The inside flap describes Tone Arm as "a solo improvisation for turntables, prepared records, tone arm, bells, implements, flutes, vibratube, baritone sax ..." Wow, I shudder to think what that ellipsis implies. In case you didn't glean it from the tape's own description, Tone Arm is bonkers! I'd never heard any of Steve Baczkowski's work before this. I know he did a record on baritone sax with Bill Nace that I should track down but otherwise, the guy's a mystery to me. How representative is Tone Arm of his repertoire? No idea. Does this guy crank out madness such as Tone Arm with the ease in which others eat breakfast? That's a scary thought indeed.
I give up, this is too difficult to pin down; I'm sitting here at my keyboard trying to catch as catch can with little success. Um, where can I start? Where's a foothold? I think there might be some bird calls in here. Maybe? But then again they could be sounds that only sound like bird calls. After an initial trial by fire--wild speed manipulation scree--at the outset, the first side settles into a nice little abstract riverboat trip. The aforementioned birds are chirping, a slo-mo record creates the ebb and flow of the swampy current; it makes for some pleasant traveling, observing the exotic locale. That is until Baczkowski pops his lid. There's an explosion of sound, among it violently clattered bells and a severely trash'd and slash'd old timey song--could be a TV show theme for all I know. All the fragmented non-music cues are subsidized by flute pieces and other more "recognizably" musical elements, perhaps wisely. No one without a taste for the bizarre will probably dig this but to Baczkowski's credit, this is pretty accessible for being so far off the deep end. Tone Arm sounds like it was recorded/created in real time, and considering how well paced and composed it sounds this Baczkowski seems like a real proficient mind warper.

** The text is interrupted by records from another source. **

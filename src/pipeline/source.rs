//! Record sources and multi-source interleaving.

use std::collections::VecDeque;
use std::fmt;
use std::sync::Arc;
use std::thread;

use crossbeam_channel::{Receiver, bounded, unbounded};
use log::{debug, warn};

use crate::error::Result;

/// A stream of serialized records.
pub type RecordIter = Box<dyn Iterator<Item = Result<Vec<u8>>> + Send>;

/// Produces serialized records. Every call to `open` starts a fresh pass.
pub trait RecordSource: Send + Sync + fmt::Debug {
    fn open(&self) -> Result<RecordIter>;
}

/// Records held in memory.
#[derive(Debug, Clone, Default)]
pub struct InMemorySource {
    records: Arc<Vec<Vec<u8>>>,
}

impl InMemorySource {
    pub fn new(records: Vec<Vec<u8>>) -> Self {
        Self {
            records: Arc::new(records),
        }
    }

    pub fn len(&self) -> usize {
        self.records.len()
    }

    pub fn is_empty(&self) -> bool {
        self.records.is_empty()
    }
}

impl RecordSource for InMemorySource {
    fn open(&self) -> Result<RecordIter> {
        let records = Arc::clone(&self.records);
        Ok(Box::new(
            (0..records.len()).map(move |i| Ok(records[i].clone())),
        ))
    }
}

/// Reads several sources at once.
///
/// Deterministic mode cycles through up to `cycle_length` open sources,
/// taking one record from each in turn; an exhausted source is replaced in
/// its slot by the next unopened one. Sloppy mode reads the sources on
/// `cycle_length` worker threads and yields records as they arrive.
#[derive(Debug, Clone)]
pub struct InterleavedSource {
    sources: Vec<Arc<dyn RecordSource>>,
    cycle_length: usize,
    sloppy: bool,
    buffer_size: usize,
}

impl InterleavedSource {
    pub fn new(sources: Vec<Arc<dyn RecordSource>>, cycle_length: usize) -> Self {
        Self {
            sources,
            cycle_length: cycle_length.max(1),
            sloppy: false,
            buffer_size: 256,
        }
    }

    pub fn with_sloppy(mut self, sloppy: bool) -> Self {
        self.sloppy = sloppy;
        self
    }

    /// Records buffered between sloppy workers and the consumer.
    pub fn with_buffer_size(mut self, buffer_size: usize) -> Self {
        self.buffer_size = buffer_size;
        self
    }

    pub fn num_sources(&self) -> usize {
        self.sources.len()
    }

    fn open_sloppy(&self) -> Result<RecordIter> {
        let (source_sender, source_receiver) = unbounded::<Arc<dyn RecordSource>>();
        for source in &self.sources {
            // The receiver is alive, so this cannot fail.
            let _ = source_sender.send(Arc::clone(source));
        }
        drop(source_sender);

        let (record_sender, record_receiver) = bounded(self.buffer_size);
        let workers = self.cycle_length.min(self.sources.len());
        let mut handles = Vec::with_capacity(workers);
        for worker_id in 0..workers {
            let sources = source_receiver.clone();
            let records = record_sender.clone();
            let handle = thread::Builder::new()
                .name(format!("record-reader-{worker_id}"))
                .spawn(move || {
                    for source in sources.iter() {
                        let iter = match source.open() {
                            Ok(iter) => iter,
                            Err(e) => {
                                let _ = records.send(Err(e));
                                return;
                            }
                        };
                        for record in iter {
                            let failed = record.is_err();
                            if records.send(record).is_err() {
                                debug!("record reader {worker_id} cancelled");
                                return;
                            }
                            if failed {
                                return;
                            }
                        }
                    }
                })?;
            handles.push(handle);
        }

        Ok(Box::new(SloppyRecords {
            receiver: Some(record_receiver),
            workers: handles,
        }))
    }
}

impl RecordSource for InterleavedSource {
    fn open(&self) -> Result<RecordIter> {
        if self.sloppy {
            return self.open_sloppy();
        }
        Ok(Box::new(RoundRobin {
            pending: self.sources.iter().cloned().collect(),
            active: Vec::with_capacity(self.cycle_length),
            cycle_length: self.cycle_length,
            cursor: 0,
            failed: false,
        }))
    }
}

struct RoundRobin {
    pending: VecDeque<Arc<dyn RecordSource>>,
    active: Vec<RecordIter>,
    cycle_length: usize,
    cursor: usize,
    failed: bool,
}

impl Iterator for RoundRobin {
    type Item = Result<Vec<u8>>;

    fn next(&mut self) -> Option<Self::Item> {
        if self.failed {
            return None;
        }
        while self.active.len() < self.cycle_length {
            let Some(source) = self.pending.pop_front() else { break };
            match source.open() {
                Ok(iter) => self.active.push(iter),
                Err(e) => {
                    self.failed = true;
                    return Some(Err(e));
                }
            }
        }

        while !self.active.is_empty() {
            if self.cursor >= self.active.len() {
                self.cursor = 0;
            }
            match self.active[self.cursor].next() {
                Some(record) => {
                    self.failed = record.is_err();
                    self.cursor += 1;
                    return Some(record);
                }
                None => match self.pending.pop_front().map(|source| source.open()) {
                    Some(Ok(iter)) => self.active[self.cursor] = iter,
                    Some(Err(e)) => {
                        self.failed = true;
                        return Some(Err(e));
                    }
                    None => drop(self.active.remove(self.cursor)),
                },
            }
        }
        None
    }
}

/// Records arriving from sloppy reader threads.
struct SloppyRecords {
    receiver: Option<Receiver<Result<Vec<u8>>>>,
    workers: Vec<thread::JoinHandle<()>>,
}

impl Iterator for SloppyRecords {
    type Item = Result<Vec<u8>>;

    fn next(&mut self) -> Option<Self::Item> {
        let record = self.receiver.as_ref()?.recv().ok()?;
        if record.is_err() {
            // Disconnect so the remaining workers stop at their next send.
            self.receiver.take();
        }
        Some(record)
    }
}

impl Drop for SloppyRecords {
    fn drop(&mut self) {
        // Disconnect first so blocked workers see a failed send and exit.
        self.receiver.take();
        for worker in self.workers.drain(..) {
            if worker.join().is_err() {
                warn!("record reader panicked");
            }
        }
    }
}
//! Derive decode specs for per-position fields and collect padding values.

use std::collections::HashMap;
use std::sync::Arc;

use log::debug;

use crate::error::{RankDataError, Result};
use crate::feature::padding::{PaddingPolicy, PaddingRegistry};
use crate::feature::spec::{DefaultValue, FeatureSpec, FeatureSpecs, SequenceFeatureSpec};
use crate::tensor::{DType, Scalar};

/// Decode specs plus the padding registry for a set of per-position specs.
#[derive(Debug, Clone, PartialEq)]
pub struct ResolvedSpecs {
    pub decode_specs: HashMap<String, SequenceFeatureSpec>,
    pub registry: PaddingRegistry,
}

/// Reduce a declared default to the single scalar used for padding.
///
/// An absent default resolves to the policy's implicit default. A scalar or a
/// one-element list resolves to that value cast to `dtype`. Anything else is
/// a configuration error.
pub fn scalar_default(
    dtype: DType,
    default_value: Option<&DefaultValue>,
    policy: &dyn PaddingPolicy,
) -> Result<Scalar> {
    match default_value {
        None => Ok(policy.implicit_default(dtype)),
        Some(DefaultValue::Scalar(value)) => value.cast(dtype),
        Some(DefaultValue::List(values)) if values.len() == 1 => values[0].cast(dtype),
        Some(DefaultValue::List(values)) => Err(RankDataError::config(format!(
            "only a scalar or single-element default is allowed, got {} values",
            values.len()
        ))),
    }
}

/// Turns declared per-position specs into what the decoder accepts.
///
/// Decoders refuse non-trivial defaults for variable-position fields, so each
/// fixed spec is decoded as an allow-missing sequence without a default and
/// its real default is kept in the registry for later correction.
#[derive(Debug, Clone)]
pub struct SpecResolver {
    policy: Arc<dyn PaddingPolicy>,
}

impl SpecResolver {
    pub fn new(policy: Arc<dyn PaddingPolicy>) -> Self {
        Self { policy }
    }

    pub fn policy(&self) -> &Arc<dyn PaddingPolicy> {
        &self.policy
    }

    pub fn resolve(&self, example_specs: &FeatureSpecs) -> Result<ResolvedSpecs> {
        let mut decode_specs = HashMap::with_capacity(example_specs.len());
        let mut registry = PaddingRegistry::new();

        for (name, spec) in example_specs {
            let decode_spec = match spec {
                FeatureSpec::Fixed(fixed) => {
                    let scalar = scalar_default(fixed.dtype, fixed.default_value.as_ref(), self.policy.as_ref())
                        .map_err(|e| RankDataError::config(format!("feature '{name}': {e}")))?;
                    if !self.policy.is_implicit(&scalar) {
                        debug!("feature '{name}' pads with {scalar}");
                        registry.register(name.clone(), scalar);
                    }
                    SequenceFeatureSpec::FixedSequence {
                        shape: fixed.shape.clone(),
                        dtype: fixed.dtype,
                        allow_missing: true,
                    }
                }
                FeatureSpec::Variable(var) => SequenceFeatureSpec::Variable { dtype: var.dtype },
            };
            decode_specs.insert(name.clone(), decode_spec);
        }

        Ok(ResolvedSpecs {
            decode_specs,
            registry,
        })
    }
}

impl Default for SpecResolver {
    fn default() -> Self {
        Self::new(Arc::new(crate::feature::padding::ZeroPadding))
    }
}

There's a pause as the tape reverses course but the second side brings back the energy instantly. A series of percussive loops lope along in hypnotized cave man bliss while Bacz regurgitates all sorts of movie monster moans and twisted whistle sound mess. The side gets more and more discombobulated as it moves forward, concussing itself, slipping itself into its own coma. Oddly enough, out of this fog of uncertainty Baczkowski winds up these strange, dare I say, catchy loops and lets 'em fly. He's obviously digging it; he grabs his baritone and wails away over his makeshift backing band until pressing stop.
This cassette is really wild and I'm not at all sure how to succinctly describe it. It's plunderphonic, sure, but that's far from its defining trait. It has some of the left-field, psychedelic sample-clutter feel that Tomutonttu has pioneered, and then there's guitar "players" like Nace and Brian Ruryk that share the penchant for dynamic use of noise. Of course I can't leave out West Mass weird fucks like Chris Cooper and ID M Theft Able in my spaghetti-throw. Are any of these sticking? Well, regardless, this tape is sticking in my deck because for a mere 20 minutes Baczkowski covers miles of too-little-if-ever-seen territory.
As these things go, the good ones are always gone, so hit the distros to track down a copy of this son of a bitch. Cae-sur-a is still stocked with a bunch of other good tapes of all stripes, so I recommend giving the site a peep.